Deniz Börülcesi

Mektup

8 Ekim 2020

Öykü: Mektup | Yazan: Damla Gümren

Kırgınlıkların unutulup gitmediği, saklanmadığı, belki de bir bulut olup göğe yükselmediği ufacık bir gezegendeyim. Herkesin, herkese kırgınlıklarından kolaylıkla bahsettiği, acılarından kurtulmak için onca çaba sarf etmediği, hayalini kurduğu bir yerdeyim.

Kendini kuş gibi hafif hissedersin bu yerde.

Kendini açıklamak için uğraşmazsın.

Birilerine beni anlasınlar diye dil dökmezsin. Buna gerek yoktur çünkü. Herkes, herkesi anlar. Başka pencerelerden bakmaz kimse. Herkesin kendine ait bir penceresi olduğunu bilir burada.

Buraya neden mi geldim?

Ben de kırgınım herkes gibi. Kimselere anlatamadığım sırrımı burada anlatıp kurtulmak istiyorum. Orada neden anlatmadığımı herkes biliyor.

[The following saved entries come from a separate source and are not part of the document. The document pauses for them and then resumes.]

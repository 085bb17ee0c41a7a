//! Element palette: the templates new elements are created from.

use crate::element::{
    Bounds, ElementContent, ElementKind, Feature, FeaturesContent, FieldKind, FormContent, FormField,
    GalleryContent, HeroContent, ImageContent, NewElement, StyleMap, TestimonialContent, VideoContent,
};
use crate::project::PageId;
use kurbo::Point;

/// Where new elements are dropped on the canvas.
pub const DEFAULT_PLACEMENT: Point = Point::new(50.0, 50.0);

/// Palette section a template is listed under.
#[derive(Debug, Clone, Copy, PartialEq, Eq, Hash)]
pub enum TemplateCategory {
    Basic,
    Advanced,
    Sections,
}

impl TemplateCategory {
    pub const ALL: [TemplateCategory; 3] = [
        TemplateCategory::Basic,
        TemplateCategory::Advanced,
        TemplateCategory::Sections,
    ];

    pub fn label(self) -> &'static str {
        match self {
            TemplateCategory::Basic => "Basic elements",
            TemplateCategory::Advanced => "Advanced elements",
            TemplateCategory::Sections => "Sections",
        }
    }
}

/// A palette entry.
#[derive(Debug, Clone, Copy, PartialEq)]
pub struct ElementTemplate {
    pub kind: ElementKind,
    pub label: &'static str,
    pub category: TemplateCategory,
}

impl ElementTemplate {
    const fn new(kind: ElementKind, label: &'static str, category: TemplateCategory) -> Self {
        Self { kind, label, category }
    }
}

/// Every template, in palette order.
pub const TEMPLATES: [ElementTemplate; 10] = [
    ElementTemplate::new(ElementKind::Text, "Text", TemplateCategory::Basic),
    ElementTemplate::new(ElementKind::Image, "Image", TemplateCategory::Basic),
    ElementTemplate::new(ElementKind::Button, "Button", TemplateCategory::Basic),
    ElementTemplate::new(ElementKind::Container, "Container", TemplateCategory::Basic),
    ElementTemplate::new(ElementKind::Form, "Form", TemplateCategory::Basic),
    ElementTemplate::new(ElementKind::Video, "Video", TemplateCategory::Basic),
    ElementTemplate::new(ElementKind::Gallery, "Gallery", TemplateCategory::Advanced),
    ElementTemplate::new(ElementKind::Testimonial, "Testimonial", TemplateCategory::Advanced),
    ElementTemplate::new(ElementKind::Hero, "Hero section", TemplateCategory::Sections),
    ElementTemplate::new(ElementKind::Features, "Features", TemplateCategory::Sections),
];

/// Look up the template for a kind.
pub fn template(kind: ElementKind) -> &'static ElementTemplate {
    // TEMPLATES lists every kind in ElementKind::ALL order.
    &TEMPLATES[ElementKind::ALL.iter().position(|k| *k == kind).unwrap_or(0)]
}

/// Templates of one palette section.
pub fn templates_in(category: TemplateCategory) -> impl Iterator<Item = &'static ElementTemplate> {
    TEMPLATES.iter().filter(move |t| t.category == category)
}

fn style(entries: &[(&str, &str)]) -> StyleMap {
    entries.iter().map(|(k, v)| (k.to_string(), v.to_string())).collect()
}

impl ElementTemplate {
    /// Initial box: sections are wider and taller than plain elements.
    pub fn default_bounds(&self) -> Bounds {
        let (width, height) = match self.kind {
            ElementKind::Hero => (800.0, 400.0),
            ElementKind::Features => (800.0, 500.0),
            _ => (300.0, 200.0),
        };
        Bounds::new(DEFAULT_PLACEMENT.x, DEFAULT_PLACEMENT.y, width, height)
    }

    pub fn default_content(&self) -> ElementContent {
        match self.kind {
            ElementKind::Text => ElementContent::Text("Click to edit this text".into()),
            ElementKind::Image => ElementContent::Image(ImageContent::new(
                "https://via.placeholder.com/300x200",
                "Image placeholder",
            )),
            ElementKind::Button => ElementContent::Button("Button".into()),
            ElementKind::Container => ElementContent::Container,
            ElementKind::Form => ElementContent::Form(FormContent {
                fields: vec![
                    FormField::new(FieldKind::Text, "Name", "Your name", true),
                    FormField::new(FieldKind::Email, "Email", "Your email", true),
                    FormField::new(FieldKind::Textarea, "Message", "Your message", false),
                ],
                submit_label: "Send".into(),
            }),
            ElementKind::Video => ElementContent::Video(VideoContent {
                src: "https://www.youtube.com/embed/dQw4w9WgXcQ".into(),
                title: "YouTube video".into(),
            }),
            ElementKind::Gallery => ElementContent::Gallery(GalleryContent {
                images: (1..=4)
                    .map(|n| {
                        ImageContent::new(
                            format!("https://via.placeholder.com/300x200?text=Image+{n}"),
                            format!("Image {n}"),
                        )
                    })
                    .collect(),
            }),
            ElementKind::Testimonial => ElementContent::Testimonial(TestimonialContent {
                quote: "This product completely changed the way we work. Highly recommended!".into(),
                author: "Jane Doe".into(),
                position: "Director, XYZ Company".into(),
                avatar: Some("https://via.placeholder.com/100?text=JD".into()),
            }),
            ElementKind::Hero => ElementContent::Hero(HeroContent {
                title: "A catchy headline".into(),
                subtitle: "A convincing description of your product or service that makes visitors act."
                    .into(),
                button_text: "Get started".into(),
                image: Some("https://via.placeholder.com/600x400?text=Hero+Image".into()),
            }),
            ElementKind::Features => ElementContent::Features(FeaturesContent {
                title: "Our features".into(),
                features: [
                    ("Feature 1", "first", "✨"),
                    ("Feature 2", "second", "🚀"),
                    ("Feature 3", "third", "🔒"),
                ]
                .into_iter()
                .map(|(title, ordinal, icon)| Feature {
                    title: title.into(),
                    description: format!("Description of the {ordinal} feature."),
                    icon: icon.into(),
                })
                .collect(),
            }),
        }
    }

    pub fn default_style(&self) -> StyleMap {
        match self.kind {
            ElementKind::Text => style(&[
                ("fontSize", "16px"),
                ("fontWeight", "normal"),
                ("color", "#000000"),
                ("textAlign", "left"),
                ("padding", "8px"),
            ]),
            ElementKind::Image => style(&[("width", "100%"), ("height", "auto"), ("objectFit", "cover")]),
            ElementKind::Button => style(&[
                ("backgroundColor", "#3b82f6"),
                ("color", "#ffffff"),
                ("padding", "8px 16px"),
                ("borderRadius", "4px"),
                ("textAlign", "center"),
                ("cursor", "pointer"),
            ]),
            ElementKind::Container => style(&[
                ("width", "100%"),
                ("minHeight", "100px"),
                ("padding", "16px"),
                ("border", "1px dashed #cccccc"),
                ("backgroundColor", "#f9fafb"),
            ]),
            ElementKind::Form => style(&[
                ("width", "100%"),
                ("padding", "16px"),
                ("backgroundColor", "#ffffff"),
                ("border", "1px solid #e5e7eb"),
                ("borderRadius", "8px"),
            ]),
            ElementKind::Video => style(&[("width", "100%"), ("height", "315px")]),
            ElementKind::Gallery => style(&[
                ("display", "grid"),
                ("gridTemplateColumns", "repeat(2, 1fr)"),
                ("gap", "16px"),
                ("padding", "16px"),
            ]),
            ElementKind::Testimonial => style(&[
                ("padding", "24px"),
                ("backgroundColor", "#f9fafb"),
                ("borderRadius", "8px"),
                ("border", "1px solid #e5e7eb"),
            ]),
            ElementKind::Hero => style(&[
                ("display", "flex"),
                ("flexDirection", "column"),
                ("alignItems", "center"),
                ("textAlign", "center"),
                ("padding", "64px 16px"),
                ("backgroundColor", "#f9fafb"),
                ("width", "100%"),
                ("minHeight", "400px"),
            ]),
            ElementKind::Features => style(&[
                ("padding", "48px 16px"),
                ("width", "100%"),
                ("backgroundColor", "#ffffff"),
            ]),
        }
    }

    /// Build the input for a new element of this template on `page_id`.
    pub fn instantiate(&self, page_id: PageId) -> NewElement {
        NewElement::new(page_id, self.default_content(), self.default_bounds())
            .with_style(self.default_style())
    }
}

impl NewElement {
    /// A palette element of `kind`, with default content, style and box.
    pub fn from_template(kind: ElementKind, page_id: PageId) -> Self {
        template(kind).instantiate(page_id)
    }
}

#[cfg(test)]
mod tests {
    use super::*;
    use uuid::Uuid;

    #[test]
    fn test_every_kind_has_a_template() {
        for kind in ElementKind::ALL {
            let t = template(kind);
            assert_eq!(t.kind, kind);
            assert_eq!(t.default_content().kind(), kind);
        }
    }

    #[test]
    fn test_categories() {
        assert_eq!(templates_in(TemplateCategory::Basic).count(), 6);
        assert_eq!(templates_in(TemplateCategory::Advanced).count(), 2);
        let sections: Vec<_> = templates_in(TemplateCategory::Sections).map(|t| t.kind).collect();
        assert_eq!(sections, vec![ElementKind::Hero, ElementKind::Features]);
    }

    #[test]
    fn test_default_bounds() {
        assert_eq!(template(ElementKind::Text).default_bounds(), Bounds::new(50.0, 50.0, 300.0, 200.0));
        assert_eq!(template(ElementKind::Hero).default_bounds(), Bounds::new(50.0, 50.0, 800.0, 400.0));
        assert_eq!(template(ElementKind::Features).default_bounds(), Bounds::new(50.0, 50.0, 800.0, 500.0));
    }

    #[test]
    fn test_from_template() {
        let page = Uuid::new_v4();
        let new = NewElement::from_template(ElementKind::Button, page);
        assert_eq!(new.page_id, page);
        assert_eq!(new.style.get("backgroundColor").map(String::as_str), Some("#3b82f6"));
        assert_eq!(new.content.text(), Some("Button"));
    }
}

Başka gözlerin üzerimde olduğunu biliyorum. “Bakmayın bana!” diyemiyorum. Ben ne dersem diyeyim, gene de bakacaklar. Sonsuza dek burada kalamayacağımı da biliyorum. Anlarlar. Çekip gittiğimi anlarlar. Geri döndüğümde aralarına almazlar. O gözleri özler olurum. Beni yalnızlığıma terk ederler. Bunu istemiyorum. Kısa bir ziyaret sadece bu. Kendimi bir an olsun özgür bırakma isteğimden.

Gözlerimi kapatıp, sanki buralara aitmişim gibi hissetmeye çalıştım. Böyle olursa, kendimi bir az olsun daha rahat hissederim diye düşündüm. Yanılmışım. Geldiğim yerin kalıntıları hâlâ üzerimde. Atamıyorum onları. Yakamı bırakmıyor gözler. Bir çift gözün hayali bile yetiyor bana. Tir tir titriyorum. Nasıl bu hâle geldim diye düşünüyorum.

Gözlerimi kapıyorum. Söyleyeceklerimi hayâl ediyorum. Bedenim ısınıyor. Gözlerimi iyice sıkıyorum. Neden korkuyorsun?

Bunun hayâlini kurmuyor muydun? Söyle, gitsin işte!

“Be-ben, ben olamıyorum! İstediğim kişiden çok uzakta bir yerdeyim işte. Nasıl anlatsam, bilemiyorum. Yaptıklarım, yapacaklarım…”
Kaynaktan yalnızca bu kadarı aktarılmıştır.